I have been married for 8 years we have been together for 17 years, I just had brain surgery last may and now I have to deal with my husband always emailing women on craigslist and another site called backpages , he is also always texting women also, he goes as far as when the women tell him that they would like a "donation" asking how much they are looking to get. I mean come on really? He and I are both 37 and we have adult children and a 15 month old grandson. I have never cheated, emailed or text with any person that he did not know. He deletes all his texts except the ones from me, keeps his phone on vibrate 24/7 and he never lets me by him when he is one the computer.

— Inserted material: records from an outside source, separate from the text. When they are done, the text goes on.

//! Connection lifecycle and inbound dispatch.

use tokio::sync::mpsc;
use tokio_util::sync::CancellationToken;
use tracing::{debug, info, warn};

use logscope_logs::{LogStore, MessageParser};
use logscope_types::{ControlCommand, ServerMessage};

use crate::config::{ClearTarget, ConnectionConfig};
use crate::events::{ConnectionEvent, ConnectionEvents, EventSender};
use crate::reconnect::spawn_countdown;
use crate::state::{CloseKind, ConnectionState};
use crate::transport::{Connector, TransportHandle};

/// Owns one stream connection and feeds a store from it
///
/// All state changes happen in [`ConnectionManager::handle_event`], driven
/// by the owner's event loop. Spawned tasks only ever send events.
pub struct ConnectionManager<C: Connector> {
    config: ConnectionConfig,
    connector: C,
    store: LogStore,
    events_tx: EventSender,

    state: ConnectionState,
    last_error: Option<String>,

    /// Identifies the current transport; older events are stale
    generation: u64,
    transport: Option<TransportHandle>,

    /// Identifies the current reconnect countdown
    reconnect_ticket: u64,
    pending_reconnect: Option<CancellationToken>,

    /// Set by `stop()`; suppresses automatic reconnects
    stopped: bool,
}

impl<C: Connector> ConnectionManager<C> {
    pub fn new(config: ConnectionConfig, connector: C, store: LogStore) -> (Self, ConnectionEvents) {
        let (events_tx, events_rx) = mpsc::unbounded_channel();
        let manager = Self {
            config,
            connector,
            store,
            events_tx,
            state: ConnectionState::Disconnected,
            last_error: None,
            generation: 0,
            transport: None,
            reconnect_ticket: 0,
            pending_reconnect: None,
            stopped: true,
        };
        (manager, events_rx)
    }

    pub fn state(&self) -> ConnectionState {
        self.state
    }

    /// User-visible text for the most recent failure
    pub fn last_error(&self) -> Option<&str> {
        self.last_error.as_deref()
    }

    pub fn config(&self) -> &ConnectionConfig {
        &self.config
    }

    pub fn store(&self) -> &LogStore {
        &self.store
    }

    pub fn connector(&self) -> &C {
        &self.connector
    }

    pub fn generation(&self) -> u64 {
        self.generation
    }

    pub fn has_pending_reconnect(&self) -> bool {
        self.pending_reconnect.is_some()
    }

    /// Begin the connection lifecycle
    pub fn start(&mut self) {
        info!(server = %self.config.server, "Starting connection manager");
        self.stopped = false;
        self.connect();
    }

    /// Disconnect on purpose; nothing reconnects until `start` or `force_reconnect`
    pub fn stop(&mut self) {
        self.stopped = true;
        self.cancel_pending_reconnect();
        self.close_transport();
        self.set_state(ConnectionState::Disconnected);
    }

    /// Open a transport unless one is already connecting or connected
    pub fn connect(&mut self) -> bool {
        if self.state.is_active() {
            debug!(state = ?self.state, "Connect ignored");
            return false;
        }

        self.cancel_pending_reconnect();
        let url = match self.config.socket_url() {
            Ok(url) => url,
            Err(e) => {
                warn!(error = %e, "Cannot build socket URL");
                self.last_error = Some(e.to_string());
                self.set_state(ConnectionState::Disconnected);
                return false;
            }
        };

        self.stopped = false;
        self.generation += 1;
        debug!(generation = self.generation, %url, "Opening socket");
        self.transport = Some(
            self.connector
                .open(url, self.generation, self.events_tx.clone()),
        );
        self.set_state(ConnectionState::Connecting);
        true
    }

    /// Drop the current transport and any pending reconnect, then connect now
    pub fn force_reconnect(&mut self) {
        self.cancel_pending_reconnect();
        self.close_transport();
        self.set_state(ConnectionState::Disconnected);
        self.connect();
    }

    /// Apply new server, token or user and reconnect with them
    pub fn update_config(&mut self, config: ConnectionConfig) {
        self.config = config;
        self.force_reconnect();
    }

    /// Clear locally and ask the server to clear too
    pub fn clear_remote(&mut self, target: ClearTarget) {
        apply_control(&self.store, target.command());
        match self.config.clear_urls(target) {
            Ok(urls) => {
                for url in urls {
                    self.connector.delete(url, self.events_tx.clone());
                }
            }
            Err(e) => self.last_error = Some(e.to_string()),
        }
    }

    /// Stop any countdown; queued ticks from it become stale
    pub fn cancel_pending_reconnect(&mut self) {
        if let Some(token) = self.pending_reconnect.take() {
            token.cancel();
        }
        self.reconnect_ticket += 1;
    }

    /// Apply one event from a transport, fetch or timer
    pub fn handle_event(&mut self, event: ConnectionEvent) {
        match event {
            ConnectionEvent::Opened { generation } if generation == self.generation => {
                self.on_open(generation);
            }
            ConnectionEvent::Message { generation, text } if generation == self.generation => {
                self.dispatch(&text);
            }
            ConnectionEvent::Closed { generation, code } if generation == self.generation => {
                self.on_close(code);
            }
            ConnectionEvent::TransportError {
                generation,
                message,
            } if generation == self.generation => {
                self.last_error = Some(message);
            }
            ConnectionEvent::HistoryLoaded { generation, result }
                if generation == self.generation =>
            {
                self.on_history(result);
            }
            ConnectionEvent::ReconnectTick {
                ticket,
                remaining_secs,
            } if self.is_current_ticket(ticket) => {
                self.state = ConnectionState::Reconnecting { remaining_secs };
            }
            ConnectionEvent::ReconnectDue { ticket } if self.is_current_ticket(ticket) => {
                self.pending_reconnect = None;
                self.set_state(ConnectionState::Disconnected);
                self.connect();
            }
            ConnectionEvent::RequestFailed { message } => {
                self.last_error = Some(message);
            }
            stale => {
                debug!(event = ?stale, "Discarding stale connection event");
            }
        }
    }

    fn is_current_ticket(&self, ticket: u64) -> bool {
        self.pending_reconnect.is_some() && ticket == self.reconnect_ticket
    }

    fn on_open(&mut self, generation: u64) {
        self.last_error = None;
        self.set_state(ConnectionState::Connected);

        let limit = self.store.limits().initial_load_limit;
        if limit == 0 {
            return;
        }
        match self.config.history_url(limit) {
            Ok(url) => {
                self.connector
                    .fetch_history(url, generation, self.events_tx.clone())
            }
            Err(e) => warn!(error = %e, "Skipping history fetch"),
        }
    }

    fn on_history(&mut self, result: Result<String, String>) {
        let body = match result {
            Ok(body) => body,
            Err(e) => {
                warn!(error = %e, "History fetch failed, continuing without history");
                return;
            }
        };
        match MessageParser::parse_history(&body) {
            Ok(entries) => {
                let outcome = self.store.append_batch(entries);
                info!(
                    appended = outcome.appended,
                    duplicates = outcome.duplicates,
                    "Loaded history"
                );
            }
            Err(e) => warn!(error = %e, "History response unreadable, continuing without history"),
        }
    }

    fn on_close(&mut self, code: u16) {
        self.transport = None;
        self.set_state(ConnectionState::Disconnected);
        if self.stopped {
            return;
        }

        match CloseKind::from_code(code) {
            CloseKind::Clean => info!(code, "Server closed the connection"),
            CloseKind::AuthRequired => self.set_state(ConnectionState::AuthRequired),
            CloseKind::Unexpected => self.schedule_reconnect(code),
        }
    }

    fn schedule_reconnect(&mut self, code: u16) {
        self.cancel_pending_reconnect();
        let delay = self.config.reconnect_delay;
        info!(code, delay_ms = delay.as_millis() as u64, "Scheduling reconnect");

        let token = spawn_countdown(delay, self.reconnect_ticket, self.events_tx.clone());
        self.pending_reconnect = Some(token);

        let remaining_secs = delay.as_secs() + u64::from(delay.subsec_nanos() > 0);
        self.set_state(ConnectionState::Reconnecting { remaining_secs });
    }

    fn close_transport(&mut self) {
        if let Some(transport) = self.transport.take() {
            transport.close();
        }
        self.generation += 1;
    }

    fn dispatch(&self, text: &str) {
        match MessageParser::parse(text) {
            Ok(message) => apply_message(&self.store, message),
            Err(e) => warn!(error = %e, "Dropping malformed message"),
        }
    }

    fn set_state(&mut self, state: ConnectionState) {
        if self.state != state {
            info!(from = ?self.state, to = ?state, "Connection state changed");
            self.state = state;
        }
    }
}

impl<C: Connector> Drop for ConnectionManager<C> {
    fn drop(&mut self) {
        if let Some(token) = self.pending_reconnect.take() {
            token.cancel();
        }
        if let Some(transport) = self.transport.take() {
            transport.close();
        }
    }
}

fn apply_message(store: &LogStore, message: ServerMessage) {
    match message {
        ServerMessage::Entries(entries) => {
            let outcome = store.append_batch(entries);
            debug!(
                appended = outcome.appended,
                evicted = outcome.evicted,
                duplicates = outcome.duplicates,
                "Applied entries"
            );
        }
        ServerMessage::Entry(entry) => {
            store.append(entry);
        }
        ServerMessage::Watch(watch) => store.upsert_watch(watch),
        ServerMessage::Watches(watches) => {
            let count = store.upsert_watch_batch(watches);
            debug!(count, "Applied watches");
        }
        ServerMessage::Control(command) => apply_control(store, command),
        ServerMessage::Session(_) => debug!("Session notice"),
    }
}

fn apply_control(store: &LogStore, command: ControlCommand) {
    info!(?command, "Clearing store");
    match command {
        ControlCommand::ClearLog => store.clear_entries(),
        ControlCommand::ClearWatches => store.clear_watches(),
        ControlCommand::ClearAll => store.clear_all(),
    }
}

When i ask him about what he is doing all he does is yell at me and calls me names and tells me that if i dont get off his back about what he does then he is leaving and then i can figure out how to live and pay the bills. 
ANYONE HAVE ANY ADVICE?????


----------



## stedfin (Apr 14, 2012)

Tell him he can leave and your attorney will make sure he continues to pay his share of the bills.

Don't let him intimidate you!


----------



## feelhated (Apr 25, 2012)

If i had a job and was able to do that I am sure that I would but I haven't worked since my surgery and not able to go back anytime soon.


----------



## stedfin (Apr 14, 2012)

You could get an attorney to take your case and they would make your husband pay support and your attorneys fee.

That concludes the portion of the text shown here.